Abstract:
Cu2ZnSnS4 (CZTS) solar cells suffer from lower power conversion efficiency relative to its fellow copper indium gallium selenide thin-film
technology, which have been asserted on the existence of non-stoichiometry and high degree of Cu–Zn disorder. Huge disparity among the
lattice constants of Mo and CZTS is one of the causes of inducing strain in the film, which often creates defects in the CZTS structure. This
work focused on investigating the effect of strain modulation using seed layer (SL) assisted growth on the structural and optoelectronic properties of CZTS films. The results indicate that SL growth of CZTS reduces strain in the film and improves the crystallinity and overall quality
of the CZTS absorber, as indicated by SEM and x-ray diffraction studies. Raman shifts to higher wavenumber and photoluminescence (PL)
energy shift corresponding to dominant band-to-band transition in SL CZTS correlate perfectly with the high value of order parameter.

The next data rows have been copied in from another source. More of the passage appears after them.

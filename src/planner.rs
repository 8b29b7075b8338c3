//! Meal Planner Week Grid
//!
//! Reshapes a flat list of meal plans into a 7-day by 4-meal lookup table
//! and provides Sunday-based week navigation.

use chrono::{Datelike, Duration, NaiveDate};

use crate::models::{MealPlan, MealType};

pub const DAYS_PER_WEEK: usize = 7;

/// First day (Sunday) of the week containing `date`
pub fn week_start(date: NaiveDate) -> NaiveDate {
    date - Duration::days(date.weekday().num_days_from_sunday() as i64)
}

/// Format a date the way the backend expects it (YYYY-MM-DD)
pub fn format_date(date: NaiveDate) -> String {
    date.format("%Y-%m-%d").to_string()
}

/// Weekday name ("Sunday")
pub fn day_name(date: NaiveDate) -> String {
    date.format("%A").to_string()
}

/// Column header date ("Mar 3")
pub fn short_label(date: NaiveDate) -> String {
    date.format("%b %-d").to_string()
}

/// Currently displayed week
#[derive(Debug, Clone, Copy, PartialEq, Eq)]
pub struct Week {
    start: NaiveDate,
}

impl Week {
    /// Week containing `date`
    pub fn containing(date: NaiveDate) -> Self {
        Self {
            start: week_start(date),
        }
    }

    pub fn start(&self) -> NaiveDate {
        self.start
    }

    /// Last day (Saturday)
    pub fn end(&self) -> NaiveDate {
        self.start + Duration::days(DAYS_PER_WEEK as i64 - 1)
    }

    pub fn next(&self) -> Self {
        Self {
            start: self.start + Duration::days(DAYS_PER_WEEK as i64),
        }
    }

    pub fn prev(&self) -> Self {
        Self {
            start: self.start - Duration::days(DAYS_PER_WEEK as i64),
        }
    }

    pub fn days(&self) -> [NaiveDate; DAYS_PER_WEEK] {
        std::array::from_fn(|i| self.start + Duration::days(i as i64))
    }

    pub fn contains(&self, date: NaiveDate) -> bool {
        date >= self.start && date <= self.end()
    }

    /// "March 3, 2024 - March 9, 2024"
    pub fn range_label(&self) -> String {
        format!(
            "{} - {}",
            self.start.format("%B %-d, %Y"),
            self.end().format("%B %-d, %Y")
        )
    }
}

/// What a click on a grid cell should open
#[derive(Debug, Clone, PartialEq)]
pub enum CellAction {
    /// Empty slot: pick a recipe for this date and meal
    Add { date: NaiveDate, meal_type: MealType },
    /// Occupied slot: edit notes, change recipe or delete
    Edit(MealPlan),
}

/// Meal plans of one week arranged by day and meal type
#[derive(Debug, Clone, PartialEq)]
pub struct WeekGrid {
    week: Week,
    cells: [[Option<MealPlan>; 4]; DAYS_PER_WEEK],
}

impl WeekGrid {
    /// Build the grid; plans outside the week are ignored and a later plan
    /// for the same slot replaces an earlier one
    pub fn build(week: Week, plans: &[MealPlan]) -> Self {
        let mut cells: [[Option<MealPlan>; 4]; DAYS_PER_WEEK] = Default::default();
        let mut skipped = 0usize;

        for plan in plans {
            if !week.contains(plan.date) {
                skipped += 1;
                continue;
            }
            let day = (plan.date - week.start()).num_days() as usize;
            cells[day][plan.meal_type.index()] = Some(plan.clone());
        }

        if skipped > 0 {
            tracing::debug!(skipped, week = %format_date(week.start()), "Ignored meal plans outside week");
        }

        Self { week, cells }
    }

    pub fn week(&self) -> Week {
        self.week
    }

    /// Plan in a slot, if any
    pub fn get(&self, date: NaiveDate, meal_type: MealType) -> Option<&MealPlan> {
        if !self.week.contains(date) {
            return None;
        }
        let day = (date - self.week.start()).num_days() as usize;
        self.cells[day][meal_type.index()].as_ref()
    }

    /// Rows in display order: one per meal type, seven cells each
    pub fn rows(&self) -> Vec<(MealType, Vec<(NaiveDate, Option<&MealPlan>)>)> {
        let days = self.week.days();
        MealType::ALL
            .iter()
            .map(|meal| {
                let cells = days
                    .iter()
                    .enumerate()
                    .map(|(i, date)| (*date, self.cells[i][meal.index()].as_ref()))
                    .collect();
                (*meal, cells)
            })
            .collect()
    }

    /// Number of filled slots
    pub fn planned_count(&self) -> usize {
        self.cells.iter().flatten().filter(|c| c.is_some()).count()
    }

    pub fn action_for(&self, date: NaiveDate, meal_type: MealType) -> CellAction {
        match self.get(date, meal_type) {
            Some(plan) => CellAction::Edit(plan.clone()),
            None => CellAction::Add { date, meal_type },
        }
    }
}

#[cfg(test)]
mod tests {
    use super::*;

    fn date(y: i32, m: u32, d: u32) -> NaiveDate {
        NaiveDate::from_ymd_opt(y, m, d).unwrap()
    }

    fn plan(id: i64, day: NaiveDate, meal_type: MealType) -> MealPlan {
        MealPlan {
            id,
            date: day,
            meal_type,
            recipe_id: id * 10,
            notes: None,
            recipe: None,
            created_at: None,
            updated_at: None,
        }
    }

    #[test]
    fn test_week_starts_on_sunday() {
        // 2024-03-06 is a Wednesday
        assert_eq!(week_start(date(2024, 3, 6)), date(2024, 3, 3));
        assert_eq!(week_start(date(2024, 3, 3)), date(2024, 3, 3));
        assert_eq!(week_start(date(2024, 3, 9)), date(2024, 3, 3));
    }

    #[test]
    fn test_week_navigation() {
        let week = Week::containing(date(2024, 3, 6));
        assert_eq!(week.next().start(), date(2024, 3, 10));
        assert_eq!(week.prev().start(), date(2024, 2, 25));
        assert_eq!(week.next().prev(), week);
        assert_eq!(week.end(), date(2024, 3, 9));
    }

    #[test]
    fn test_labels() {
        let week = Week::containing(date(2024, 3, 6));
        assert_eq!(week.range_label(), "March 3, 2024 - March 9, 2024");
        assert_eq!(day_name(week.start()), "Sunday");
        assert_eq!(short_label(week.start()), "Mar 3");
        assert_eq!(format_date(week.start()), "2024-03-03");
    }

    #[test]
    fn test_grid_places_plans_by_day_and_meal() {
        let week = Week::containing(date(2024, 3, 6));
        let plans = vec![
            plan(1, date(2024, 3, 3), MealType::Breakfast),
            plan(2, date(2024, 3, 6), MealType::Dinner),
            plan(3, date(2024, 3, 12), MealType::Lunch),
        ];
        let grid = WeekGrid::build(week, &plans);

        assert_eq!(grid.planned_count(), 2);
        assert_eq!(grid.get(date(2024, 3, 6), MealType::Dinner).unwrap().id, 2);
        assert!(grid.get(date(2024, 3, 6), MealType::Lunch).is_none());
        assert!(grid.get(date(2024, 3, 12), MealType::Lunch).is_none());

        let rows = grid.rows();
        assert_eq!(rows.len(), 4);
        assert_eq!(rows[0].0, MealType::Breakfast);
        assert!(rows.iter().all(|(_, cells)| cells.len() == 7));
        assert_eq!(rows[0].1[0].1.map(|p| p.id), Some(1));
    }

    #[test]
    fn test_later_plan_replaces_earlier_in_same_slot() {
        let week = Week::containing(date(2024, 3, 6));
        let plans = vec![
            plan(1, date(2024, 3, 4), MealType::Snack),
            plan(2, date(2024, 3, 4), MealType::Snack),
        ];
        let grid = WeekGrid::build(week, &plans);
        assert_eq!(grid.planned_count(), 1);
        assert_eq!(grid.get(date(2024, 3, 4), MealType::Snack).unwrap().id, 2);
    }

    #[test]
    fn test_cell_actions() {
        let week = Week::containing(date(2024, 3, 6));
        let existing = plan(5, date(2024, 3, 5), MealType::Lunch);
        let grid = WeekGrid::build(week, std::slice::from_ref(&existing));

        assert_eq!(
            grid.action_for(date(2024, 3, 5), MealType::Lunch),
            CellAction::Edit(existing)
        );
        assert_eq!(
            grid.action_for(date(2024, 3, 5), MealType::Dinner),
            CellAction::Add {
                date: date(2024, 3, 5),
                meal_type: MealType::Dinner
            }
        );
    }
}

Bandgap enhancement and reduction in the Urbach energy of SL CZTS implicate higher ordering (reduction in Cu–Zn disorder) due to
strain modulation. Consequently, substantial improvement from 2.13 to 13.5 cm2
/V s in hole mobility is achieved. Finally, the faster response
of the photodetector based on SL CZTS compared to without SL growth supports all the findings. Our results imply that SL assisted growth
of CZTS could be critical to obtain a high-quality CZTS absorber layer.